Agora precisamos aprender a viver com menos governo. Não digo com menos Estado, pra não me chamarem de neoliberal, adepto do estado mínimo, favorável às privatizações, contrário aos direitos dos trabalhadores etc. etc. Digo assim, com menos governo, porque dá pra entender que é possível -e urgentemente necessário- que as comunidades se reencontrem e voltem a ter alguma autonomia. Acabou a esperança de emprego público para a maioria. Os concursos geram uma ampla indústria pelo número de candidatos, que é sempre muito grande para poucas vagas. Emprego, então, é fornecer comida, cursos, apostila, passagem e hospedagem para concurseiros. As oportunidades estão na economia informal, que o nosso povo véve mesmo é de quêbe.

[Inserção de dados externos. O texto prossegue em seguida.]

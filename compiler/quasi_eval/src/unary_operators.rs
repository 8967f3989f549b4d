//! Unary operator implementations.
//!
//! `<-x` and `&x` need the evaluator (a channel or an addressable place) and
//! never reach this module.

use crate::errors::{invalid_operation, EvalError};
use crate::value::{Constant, FloatValue, Value};
use quasi_ir::UnaryOp;

/// Evaluate `op v` for `+`, `-`, `!` and `^`.
pub fn evaluate_unary(op: UnaryOp, v: Value) -> Result<Value, EvalError> {
    let result = match (&v, op) {
        (Value::Untyped(c), _) => return Constant::unary(op, c).map(Value::Untyped),
        (Value::Int(_) | Value::Float(_) | Value::Complex(_), UnaryOp::Pos) => Some(v.clone()),
        (Value::Int(i), UnaryOp::Neg) => Some(Value::Int(i.neg())),
        (Value::Int(i), UnaryOp::Xor) => Some(Value::Int(i.not())),
        (Value::Float(f), UnaryOp::Neg) => Some(Value::Float(FloatValue::new(f.kind(), -f.get()))),
        (Value::Complex(c), UnaryOp::Neg) => Some(Value::Complex(c.neg())),
        (Value::Bool(b), UnaryOp::Not) => Some(Value::Bool(!b)),
        _ => None,
    };
    result.ok_or_else(|| {
        invalid_operation(format!(
            "operator {} not defined on {v} (variable of type {})",
            op.as_symbol(),
            v.type_of()
        ))
    })
}

#[cfg(test)]
mod tests;
//! Quasi Eval - evaluation engine of the Quasi interpreter.
//!
//! Runs parsed syntax trees of a Go-like language extended with Lisp-style
//! macros. Two strategies share one value model and environment:
//! - [`Interpreter`]: tree-walking, macro-expanding each top-level
//!   statement just before it runs, with approximate untyped float
//!   constants;
//! - [`Compiler`]: expands a whole form once and lowers it to closures,
//!   keeping untyped constants exact until their first typed use.
//!
//! # Architecture
//!
//! - `value` / `types`: the [`Value`] sum type, [`Type`] descriptors and
//!   exact untyped [`Constant`]s
//! - `environment`: reference-counted lexical scopes
//! - `macros`: the macro expander and quasiquote evaluation
//! - `interpreter`: statements, expressions, calls, `defer`/`panic`/`recover`,
//!   goroutines and `select`
//! - `fast`: the compiling evaluator
//! - `operators` / `unary_operators` / `convert`: value-level arithmetic
//!   and conversions
//! - `builtins` / `packages`: predeclared functions and host packages
//!
//! # Example
//!
//! ```ignore
//! let block = quasi_parse::parse_source("x := 6; x * 7")?;
//! let mut interp = quasi_eval::Interpreter::new();
//! let values = interp.eval_ast(block.into_node())?;
//! ```

pub mod builtins;
pub mod convert;
mod environment;
pub mod errors;
pub mod fast;
pub mod interpreter;
mod literal;
mod macros;
mod operators;
pub mod packages;
mod print_handler;
pub mod types;
mod unary_operators;
pub mod value;

use std::sync::Once;

pub use environment::{Binding, BindingKind, Environment};
pub use errors::{ControlAction, EvalError, EvalErrorKind, EvalResult};
pub use fast::{CompiledForm, Compiler};
pub use interpreter::{Interpreter, InterpreterBuilder};
pub use operators::evaluate_binary;
pub use packages::{Package, PackageRegistry};
pub use print_handler::{
    buffer_handler, silent_handler, stdout_handler, BufferPrintHandler, PrintHandlerImpl,
    SharedPrintHandler, StdoutPrintHandler,
};
pub use types::Type;
pub use unary_operators::evaluate_unary;
pub use value::{Constant, Precision, Value, Values};

static TRACING_INIT: Once = Once::new();

/// Initialize tracing for debug output.
///
/// Call this once at startup. Safe to call multiple times.
/// Enable with `RUST_LOG=quasi_eval=debug` or `RUST_LOG=quasi_eval=trace`.
pub fn init_tracing() {
    TRACING_INIT.call_once(|| {
        use tracing_subscriber::{fmt, prelude::*, EnvFilter};

        // Only initialize if RUST_LOG is set
        if std::env::var("RUST_LOG").is_ok() {
            let filter = EnvFilter::from_default_env();
            tracing_subscriber::registry()
                .with(fmt::layer().with_target(true).with_level(true))
                .with(filter)
                .init();
        }
    });
}
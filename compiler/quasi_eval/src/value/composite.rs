//! Aggregate values and storage locations.
//!
//! Slices, arrays and structs keep their elements in shared [`Cells`]. A
//! slice shares its backing cells with every slice derived from it; arrays
//! and structs are copied when stored (see [`Value::copied`]). A [`Place`]
//! is an addressable location: a variable slot or one cell of an aggregate.

use super::Value;
use crate::errors::{slice_bounds, type_mismatch, EvalError};
use crate::types::{IntKind, Type};
use parking_lot::RwLock;
use rustc_hash::FxHashMap;
use std::sync::Arc;

/// Shared element storage.
pub type Cells = Arc<RwLock<Vec<Value>>>;

pub fn new_cells(values: Vec<Value>) -> Cells {
    Arc::new(RwLock::new(values))
}

/// A variable's storage.
#[derive(Debug)]
pub struct Slot(RwLock<Value>);

impl Slot {
    pub fn new(value: Value) -> Arc<Slot> {
        Arc::new(Slot(RwLock::new(value)))
    }

    #[inline]
    pub fn get(&self) -> Value {
        self.0.read().clone()
    }

    #[inline]
    pub fn set(&self, value: Value) {
        *self.0.write() = value;
    }
}

/// An addressable location.
#[derive(Clone)]
pub enum Place {
    Slot(Arc<Slot>),
    Cell(Cells, usize),
}

impl Place {
    pub fn load(&self) -> Value {
        match self {
            Place::Slot(slot) => slot.get(),
            Place::Cell(cells, i) => cells.read().get(*i).cloned().unwrap_or(Value::None),
        }
    }

    pub fn store(&self, value: Value) {
        match self {
            Place::Slot(slot) => slot.set(value),
            Place::Cell(cells, i) => {
                if let Some(cell) = cells.write().get_mut(*i) {
                    *cell = value;
                }
            }
        }
    }

    /// Identity of the location, used for pointer equality and printing.
    pub fn address(&self) -> usize {
        match self {
            Place::Slot(slot) => Arc::as_ptr(slot) as usize,
            Place::Cell(cells, i) => {
                Arc::as_ptr(cells) as usize + i * std::mem::size_of::<Value>()
            }
        }
    }
}

/// A slice: a window onto shared backing cells.
#[derive(Clone)]
pub struct SliceValue {
    pub elem: Type,
    data: Option<Cells>,
    offset: usize,
    len: usize,
    cap: usize,
}

impl SliceValue {
    pub fn nil(elem: Type) -> Self {
        SliceValue {
            elem,
            data: None,
            offset: 0,
            len: 0,
            cap: 0,
        }
    }

    pub fn from_vec(elem: Type, values: Vec<Value>) -> Self {
        let len = values.len();
        SliceValue {
            elem,
            data: Some(new_cells(values)),
            offset: 0,
            len,
            cap: len,
        }
    }

    /// `make([]T, len, cap)`
    pub fn with_len(elem: Type, len: usize, cap: usize, zero: &Value) -> Self {
        let values = (0..cap).map(|_| zero.copied()).collect();
        SliceValue {
            elem,
            data: Some(new_cells(values)),
            offset: 0,
            len,
            cap,
        }
    }

    /// A slice over an array's cells, `cells[low..high]` with capacity up to `max`.
    pub fn over(elem: Type, cells: Cells, low: usize, high: usize, max: usize) -> Self {
        SliceValue {
            elem,
            data: Some(cells),
            offset: low,
            len: high - low,
            cap: max - low,
        }
    }

    pub fn is_nil(&self) -> bool {
        self.data.is_none()
    }

    pub fn len(&self) -> usize {
        self.len
    }

    pub fn is_empty(&self) -> bool {
        self.len == 0
    }

    pub fn cap(&self) -> usize {
        self.cap
    }

    pub fn get(&self, i: usize) -> Option<Value> {
        if i >= self.len {
            return None;
        }
        self.data
            .as_ref()
            .and_then(|d| d.read().get(self.offset + i).cloned())
    }

    pub fn place(&self, i: usize) -> Option<Place> {
        if i >= self.len {
            return None;
        }
        self.data
            .as_ref()
            .map(|d| Place::Cell(d.clone(), self.offset + i))
    }

    pub fn to_vec(&self) -> Vec<Value> {
        match &self.data {
            Some(d) => d.read()[self.offset..self.offset + self.len].to_vec(),
            None => Vec::new(),
        }
    }

    /// `s[low:high:max]` with missing bounds already defaulted.
    pub fn reslice(&self, low: usize, high: usize, max: usize) -> Result<SliceValue, EvalError> {
        if low > high || high > max || max > self.cap {
            return Err(slice_bounds(low, high, self.cap));
        }
        Ok(SliceValue {
            elem: self.elem.clone(),
            data: self.data.clone(),
            offset: self.offset + low,
            len: high - low,
            cap: max - low,
        })
    }

    /// `append(s, items...)`: writes in place while capacity allows,
    /// otherwise copies into a larger backing array.
    #[must_use]
    pub fn append(&self, items: Vec<Value>) -> SliceValue {
        if items.is_empty() {
            return self.clone();
        }
        let new_len = self.len + items.len();
        if let Some(data) = &self.data {
            if new_len <= self.cap {
                let mut cells = data.write();
                for (i, item) in items.into_iter().enumerate() {
                    cells[self.offset + self.len + i] = item;
                }
                return SliceValue {
                    len: new_len,
                    ..self.clone()
                };
            }
        }
        let new_cap = new_len.max(self.cap * 2);
        let mut values = self.to_vec();
        values.extend(items);
        let zero = Value::zero(&self.elem);
        values.resize_with(new_cap, || zero.copied());
        SliceValue {
            elem: self.elem.clone(),
            data: Some(new_cells(values)),
            offset: 0,
            len: new_len,
            cap: new_cap,
        }
    }

    /// `copy(dst, src)`: number of elements copied.
    pub fn copy_from(&self, src: &[Value]) -> usize {
        let n = self.len.min(src.len());
        if let Some(data) = &self.data {
            let mut cells = data.write();
            for (i, v) in src.iter().take(n).enumerate() {
                cells[self.offset + i] = v.copied();
            }
        }
        n
    }
}

/// A fixed-length array.
#[derive(Clone)]
pub struct ArrayValue {
    pub elem: Type,
    pub cells: Cells,
}

impl ArrayValue {
    pub fn new(elem: Type, values: Vec<Value>) -> Self {
        ArrayValue {
            elem,
            cells: new_cells(values),
        }
    }

    pub fn len(&self) -> usize {
        self.cells.read().len()
    }

    pub fn is_empty(&self) -> bool {
        self.len() == 0
    }

    pub fn get(&self, i: usize) -> Option<Value> {
        self.cells.read().get(i).cloned()
    }

    pub fn to_vec(&self) -> Vec<Value> {
        self.cells.read().clone()
    }
}

/// A struct instance. `ty` is the declared (possibly named) struct type.
#[derive(Clone)]
pub struct StructValue {
    pub ty: Type,
    pub fields: Cells,
}

impl StructValue {
    pub fn new(ty: Type, values: Vec<Value>) -> Self {
        StructValue {
            ty,
            fields: new_cells(values),
        }
    }

    pub fn field(&self, i: usize) -> Option<Value> {
        self.fields.read().get(i).cloned()
    }

    pub fn to_vec(&self) -> Vec<Value> {
        self.fields.read().clone()
    }
}

/// Hashable image of a map key.
///
/// Keys carry enough of their dynamic type that `int(1)` and `int8(1)`
/// stay distinct in `map[interface{}]V`.
#[derive(Clone, PartialEq, Eq, Hash, PartialOrd, Ord, Debug)]
pub enum MapKey {
    Nil,
    Bool(bool),
    Int(i128, IntKind),
    Float(u64),
    Complex(u64, u64),
    Str(Arc<str>),
    Addr(usize),
    Composite(Vec<MapKey>),
}

/// Order-preserving bit image of a float; `-0.0` and `0.0` coincide.
fn float_key(v: f64) -> u64 {
    let v = if v == 0.0 { 0.0 } else { v };
    let bits = v.to_bits();
    if bits >> 63 == 1 {
        !bits
    } else {
        bits | (1 << 63)
    }
}

impl MapKey {
    pub fn from_value(value: &Value) -> Result<MapKey, EvalError> {
        Ok(match value {
            Value::Nil => MapKey::Nil,
            Value::Bool(b) => MapKey::Bool(*b),
            Value::Int(i) => MapKey::Int(i.get(), i.kind()),
            Value::Float(f) => MapKey::Float(float_key(f.get())),
            Value::Complex(c) => MapKey::Complex(float_key(c.re()), float_key(c.im())),
            Value::Str(s) => MapKey::Str(s.clone()),
            Value::Pointer(p) => MapKey::Addr(p.target.as_ref().map_or(0, Place::address)),
            Value::Chan(c) => MapKey::Addr(c.id()),
            Value::Array(a) => MapKey::Composite(
                a.to_vec().iter().map(MapKey::from_value).collect::<Result<_, _>>()?,
            ),
            Value::Struct(s) => MapKey::Composite(
                s.to_vec().iter().map(MapKey::from_value).collect::<Result<_, _>>()?,
            ),
            Value::Untyped(c) => return MapKey::from_value(&c.default_value()?),
            other => {
                return Err(type_mismatch(format!(
                    "runtime error: hash of unhashable type {}",
                    other.type_of()
                )))
            }
        })
    }
}

pub type MapData = FxHashMap<MapKey, (Value, Value)>;

/// A map. The zero map is `nil`: readable, not writable.
#[derive(Clone)]
pub struct MapValue {
    pub key: Type,
    pub value: Type,
    data: Option<Arc<RwLock<MapData>>>,
}

impl MapValue {
    pub fn nil(key: Type, value: Type) -> Self {
        MapValue {
            key,
            value,
            data: None,
        }
    }

    pub fn new(key: Type, value: Type) -> Self {
        MapValue {
            key,
            value,
            data: Some(Arc::new(RwLock::new(FxHashMap::default()))),
        }
    }

    pub fn is_nil(&self) -> bool {
        self.data.is_none()
    }

    pub fn len(&self) -> usize {
        self.data.as_ref().map_or(0, |d| d.read().len())
    }

    pub fn is_empty(&self) -> bool {
        self.len() == 0
    }

    pub fn get(&self, key: &Value) -> Result<Option<Value>, EvalError> {
        let k = MapKey::from_value(key)?;
        Ok(self
            .data
            .as_ref()
            .and_then(|d| d.read().get(&k).map(|(_, v)| v.clone())))
    }

    pub fn insert(&self, key: Value, value: Value) -> Result<(), EvalError> {
        let k = MapKey::from_value(&key)?;
        match &self.data {
            Some(d) => {
                d.write().insert(k, (key, value));
                Ok(())
            }
            None => Err(type_mismatch("assignment to entry in nil map")),
        }
    }

    pub fn remove(&self, key: &Value) -> Result<(), EvalError> {
        let k = MapKey::from_value(key)?;
        if let Some(d) = &self.data {
            d.write().remove(&k);
        }
        Ok(())
    }

    /// Entries ordered by key.
    pub fn entries(&self) -> Vec<(Value, Value)> {
        let Some(d) = &self.data else {
            return Vec::new();
        };
        let guard = d.read();
        let mut entries: Vec<_> = guard.iter().collect();
        entries.sort_by(|a, b| a.0.cmp(b.0));
        entries.into_iter().map(|(_, kv)| kv.clone()).collect()
    }

    pub fn identity(&self) -> usize {
        self.data.as_ref().map_or(0, |d| Arc::as_ptr(d) as usize)
    }
}

/// A pointer; `target` is `None` for a typed nil pointer.
#[derive(Clone)]
pub struct PointerValue {
    pub elem: Type,
    pub target: Option<Place>,
}

impl PointerValue {
    pub fn new(elem: Type, place: Place) -> Self {
        PointerValue {
            elem,
            target: Some(place),
        }
    }

    pub fn nil(elem: Type) -> Self {
        PointerValue { elem, target: None }
    }
}
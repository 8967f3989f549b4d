//! Parse errors.

use quasi_ir::Span;
use quasi_lexer::LexError;

/// Parse failure. The parser stops at the first error.
#[derive(Debug, Clone, PartialEq, Eq, thiserror::Error)]
pub enum ParseError {
    #[error(transparent)]
    Lex(#[from] LexError),

    #[error("expected {expected}, found {found} at {span}")]
    Expected {
        expected: &'static str,
        found: &'static str,
        span: Span,
    },

    #[error("{message} at {span}")]
    Invalid { message: String, span: Span },
}

impl ParseError {
    pub fn invalid(message: impl Into<String>, span: Span) -> Self {
        ParseError::Invalid {
            message: message.into(),
            span,
        }
    }

    pub fn span(&self) -> Span {
        match self {
            ParseError::Lex(e) => e.span(),
            ParseError::Expected { span, .. } | ParseError::Invalid { span, .. } => *span,
        }
    }
}
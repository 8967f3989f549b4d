//! The bundled `fmt` package.

use super::{signature, string_arg, Package};
use crate::errors::EvalError;
use crate::interpreter::Interpreter;
use crate::literal::{quote_rune, quote_string};
use crate::types::Type;
use crate::value::{Value, Values};
use smallvec::smallvec;
use std::fmt::Write;

pub(super) fn package() -> Package {
    let any = || Type::slice(Type::any());
    let written = || vec![Type::INT, Type::error()];
    Package::new("fmt", "fmt")
        .with_native("Sprint", signature(vec![any()], vec![Type::String], true), |_, args| {
            Ok(smallvec![Value::Str(sprint(&args).into())])
        })
        .with_native("Sprintln", signature(vec![any()], vec![Type::String], true), |_, args| {
            Ok(smallvec![Value::Str(sprintln(&args).into())])
        })
        .with_native(
            "Sprintf",
            signature(vec![Type::String, any()], vec![Type::String], true),
            |_, args| {
                let format = string_arg("Sprintf", &args, 0)?;
                Ok(smallvec![Value::Str(sprintf(&format, &args[1..]).into())])
            },
        )
        .with_native("Print", signature(vec![any()], written(), true), |interp, args| {
            write_out(interp, &sprint(&args))
        })
        .with_native("Println", signature(vec![any()], written(), true), |interp, args| {
            write_out(interp, &sprintln(&args))
        })
        .with_native(
            "Printf",
            signature(vec![Type::String, any()], written(), true),
            |interp, args| {
                let format = string_arg("Printf", &args, 0)?;
                write_out(interp, &sprintf(&format, &args[1..]))
            },
        )
}

fn write_out(interp: &mut Interpreter, text: &str) -> Result<Values, EvalError> {
    interp.print_handler().print(text);
    Ok(smallvec![Value::int(text.len() as i64), Value::Nil])
}

/// Operands in their default format; spaces separate operands when neither
/// side is a string.
pub fn sprint(args: &[Value]) -> String {
    let mut out = String::new();
    for (i, arg) in args.iter().enumerate() {
        let is_string = |v: &Value| matches!(v, Value::Str(_));
        if i > 0 && !is_string(arg) && !is_string(&args[i - 1]) {
            out.push(' ');
        }
        let _ = write!(out, "{arg}");
    }
    out
}

/// Operands separated by spaces, with a trailing newline.
pub fn sprintln(args: &[Value]) -> String {
    let mut out = args
        .iter()
        .map(ToString::to_string)
        .collect::<Vec<_>>()
        .join(" ");
    out.push('\n');
    out
}

#[derive(Default)]
struct Spec {
    minus: bool,
    plus: bool,
    zero: bool,
    sharp: bool,
    width: Option<usize>,
    precision: Option<usize>,
}

/// `Sprintf` with the common verbs: `%v %d %s %q %x %X %o %b %c %f %e %g %t
/// %T %p %%`, flags `-+#0`, width and precision.
pub fn sprintf(format: &str, args: &[Value]) -> String {
    let mut out = String::with_capacity(format.len());
    let mut chars = format.chars().peekable();
    let mut next_arg = 0;
    while let Some(c) = chars.next() {
        if c != '%' {
            out.push(c);
            continue;
        }
        let mut spec = Spec::default();
        while let Some(&flag) = chars.peek() {
            match flag {
                '-' => spec.minus = true,
                '+' => spec.plus = true,
                '0' => spec.zero = true,
                '#' => spec.sharp = true,
                ' ' => {}
                _ => break,
            }
            chars.next();
        }
        spec.width = read_number(&mut chars);
        if chars.peek() == Some(&'.') {
            chars.next();
            spec.precision = Some(read_number(&mut chars).unwrap_or(0));
        }
        let Some(verb) = chars.next() else {
            out.push_str("%!(NOVERB)");
            break;
        };
        if verb == '%' {
            out.push('%');
            continue;
        }
        let Some(arg) = args.get(next_arg) else {
            let _ = write!(out, "%!{verb}(MISSING)");
            continue;
        };
        next_arg += 1;
        let text = format_verb(verb, &spec, arg);
        pad(&mut out, &text, &spec, is_numeric(arg));
    }
    if next_arg < args.len() {
        out.push_str("%!(EXTRA ");
        for (i, arg) in args[next_arg..].iter().enumerate() {
            if i > 0 {
                out.push_str(", ");
            }
            let _ = write!(out, "{}={arg}", arg.type_of());
        }
        out.push(')');
    }
    out
}

fn read_number(chars: &mut std::iter::Peekable<std::str::Chars<'_>>) -> Option<usize> {
    let mut n: Option<usize> = None;
    while let Some(d) = chars.peek().and_then(|c| c.to_digit(10)) {
        n = Some(n.unwrap_or(0) * 10 + d as usize);
        chars.next();
    }
    n
}

fn is_numeric(v: &Value) -> bool {
    matches!(v, Value::Int(_) | Value::Float(_) | Value::Untyped(_))
}

fn pad(out: &mut String, text: &str, spec: &Spec, numeric: bool) {
    let len = text.chars().count();
    let Some(width) = spec.width.filter(|w| *w > len) else {
        out.push_str(text);
        return;
    };
    let fill = width - len;
    if spec.minus {
        out.push_str(text);
        out.extend(std::iter::repeat(' ').take(fill));
    } else if spec.zero && numeric {
        let (sign, digits) = match text.strip_prefix('-') {
            Some(rest) => ("-", rest),
            None => match text.strip_prefix('+') {
                Some(rest) => ("+", rest),
                None => ("", text),
            },
        };
        out.push_str(sign);
        out.extend(std::iter::repeat('0').take(fill));
        out.push_str(digits);
    } else {
        out.extend(std::iter::repeat(' ').take(fill));
        out.push_str(text);
    }
}

fn bad_verb(verb: char, arg: &Value) -> String {
    format!("%!{verb}({}={arg})", arg.type_of())
}

fn format_verb(verb: char, spec: &Spec, arg: &Value) -> String {
    let arg = match arg {
        Value::Untyped(c) => c.default_value().unwrap_or_else(|_| arg.clone()),
        other => other.clone(),
    };
    match verb {
        'v' => match (&arg, spec.sharp) {
            (Value::Str(s), true) => quote_string(s),
            _ => with_sign(arg.to_string(), spec.plus, &arg),
        },
        'T' => arg.type_of().to_string(),
        't' => match &arg {
            Value::Bool(b) => b.to_string(),
            _ => bad_verb(verb, &arg),
        },
        'd' => match &arg {
            Value::Int(i) => with_sign(i.get().to_string(), spec.plus, &arg),
            _ => bad_verb(verb, &arg),
        },
        'b' | 'o' | 'x' | 'X' => integer_radix(verb, spec, &arg),
        'c' => match arg.as_int().and_then(|i| u32::try_from(i).ok()).and_then(char::from_u32) {
            Some(c) => c.to_string(),
            None => bad_verb(verb, &arg),
        },
        'q' => match &arg {
            Value::Str(s) => quote_string(s),
            Value::Int(i) => u32::try_from(i.get())
                .ok()
                .and_then(char::from_u32)
                .map_or_else(|| bad_verb(verb, &arg), quote_rune),
            _ => bad_verb(verb, &arg),
        },
        's' => match &arg {
            Value::Str(s) => match spec.precision {
                Some(p) => s.chars().take(p).collect(),
                None => s.to_string(),
            },
            Value::Int(_) | Value::Float(_) | Value::Bool(_) => bad_verb(verb, &arg),
            other => other.to_string(),
        },
        'f' | 'F' | 'e' | 'E' | 'g' | 'G' => float_verb(verb, spec, &arg),
        'p' => match &arg {
            Value::Pointer(p) => p
                .target
                .as_ref()
                .map_or_else(|| "0x0".to_string(), |t| format!("{:#x}", t.address())),
            Value::Func(f) => format!("{:#x}", f.address()),
            Value::Chan(c) => format!("{:#x}", c.id()),
            Value::Map(m) => format!("{:#x}", m.identity()),
            _ => bad_verb(verb, &arg),
        },
        _ => bad_verb(verb, &arg),
    }
}

fn with_sign(text: String, plus: bool, arg: &Value) -> String {
    if plus && is_numeric(arg) && !text.starts_with('-') {
        format!("+{text}")
    } else {
        text
    }
}

fn integer_radix(verb: char, spec: &Spec, arg: &Value) -> String {
    if let (Value::Str(s), 'x' | 'X') = (arg, verb) {
        let hex: String = s.bytes().map(|b| format!("{b:02x}")).collect();
        return if verb == 'X' { hex.to_uppercase() } else { hex };
    }
    let Value::Int(i) = arg else {
        return bad_verb(verb, arg);
    };
    let v = i.get();
    let magnitude = v.unsigned_abs();
    let (digits, prefix) = match verb {
        'b' => (format!("{magnitude:b}"), "0b"),
        'o' => (format!("{magnitude:o}"), "0"),
        'x' => (format!("{magnitude:x}"), "0x"),
        _ => (format!("{magnitude:X}"), "0X"),
    };
    let sign = if v < 0 { "-" } else { "" };
    let prefix = if spec.sharp { prefix } else { "" };
    format!("{sign}{prefix}{digits}")
}

fn float_verb(verb: char, spec: &Spec, arg: &Value) -> String {
    let (v, kind) = match arg {
        Value::Float(f) => (f.get(), f.kind()),
        _ => return bad_verb(verb, arg),
    };
    let text = match verb {
        'f' | 'F' => format!("{v:.*}", spec.precision.unwrap_or(6)),
        'e' | 'E' => {
            let text = exponent_form(v, spec.precision.unwrap_or(6));
            if verb == 'E' {
                text.to_uppercase()
            } else {
                text
            }
        }
        _ => match spec.precision {
            Some(p) => {
                let text = exponent_form(v, p.saturating_sub(1));
                let exp: i32 = text
                    .split_once('e')
                    .and_then(|(_, e)| e.parse().ok())
                    .unwrap_or(0);
                if exp < -4 || exp >= p as i32 {
                    text
                } else {
                    let decimals = (p as i32 - 1 - exp).max(0) as usize;
                    trim_zeros(&format!("{v:.decimals$}"))
                }
            }
            None => crate::value::format_float(v, kind),
        },
    };
    with_sign(text, spec.plus, arg)
}

/// `d.dddde±dd`
fn exponent_form(v: f64, precision: usize) -> String {
    let text = format!("{v:.precision$e}");
    let (mantissa, exp) = text.split_once('e').unwrap_or((text.as_str(), "0"));
    let exp: i32 = exp.parse().unwrap_or(0);
    let sign = if exp < 0 { '-' } else { '+' };
    format!("{mantissa}e{sign}{:02}", exp.abs())
}

fn trim_zeros(text: &str) -> String {
    if text.contains('.') {
        text.trim_end_matches('0').trim_end_matches('.').to_string()
    } else {
        text.to_string()
    }
}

Se o governo não ajuda, que ao menos não atrapalhe. Plante sua soja, mas deixe uma colocaçãozinha pra quem quer plantar batatas.

Sinais trocados

Foi, sem dúvida, um sinal positivo o anúncio da nomeação do jornalista Altino Machado como diretor na Secretaria de Comunicação. Demonstra disposição para uma comunicação democrática e de boa qualidade. Afinal, não dá pra imaginar o Altino fazendo jornalismo chapa branca, puxando o saco do chefe e perseguindo a oposição. Seu histórico é de um jornalista chato, encrenqueiro, criador de problemas… ou seja, um jornalista mesmo, que dá valor à liberdade de expressão. Não é o tipo de “profissional” que passou a predominar desde quando a imprensa da província foi estatizada e quem ganha o governo leva a imprensa de lambuja. Além do mais, Altino trabalha bem com as várias linguagens e mídias: texto, fala, fotografia, vídeo, faz tudo com excelente qualidade. Investiga, pergunta, procura na internet, sempre encontra detalhes relevantes em cada assunto. Sua presença pode elevar o desempenho de qualquer equipe.

Infelizmente, o sinal positivo coincide com outro, nem tanto, dado pela exoneração do “porta-voz” do governo, Rogério Venceslau, que saiu cuspindo fogo e qualificando o ambiente do governo como “caótico e moralmente insalubre”. Sem querer julgar o comportamento do demitido (cada um sabe onde o sapato aperta), fica uma expectativa tensa pra ver como será o governo, que está ainda começando, não apenas na comunicação, mas em todos os setores. É claro que a oposição (boa parte dela é ex-situação) já antecipa o desastre. Mas o cidadão comum não condena antes de ver a continuação da história. Os jornalistas que não tem carteirinha em nenhum clube político (são poucos, mas existem) ou que tem suas preferências mas mantém alguma isenção em seu trabalho, também ficam aguardando os próximos capítulos.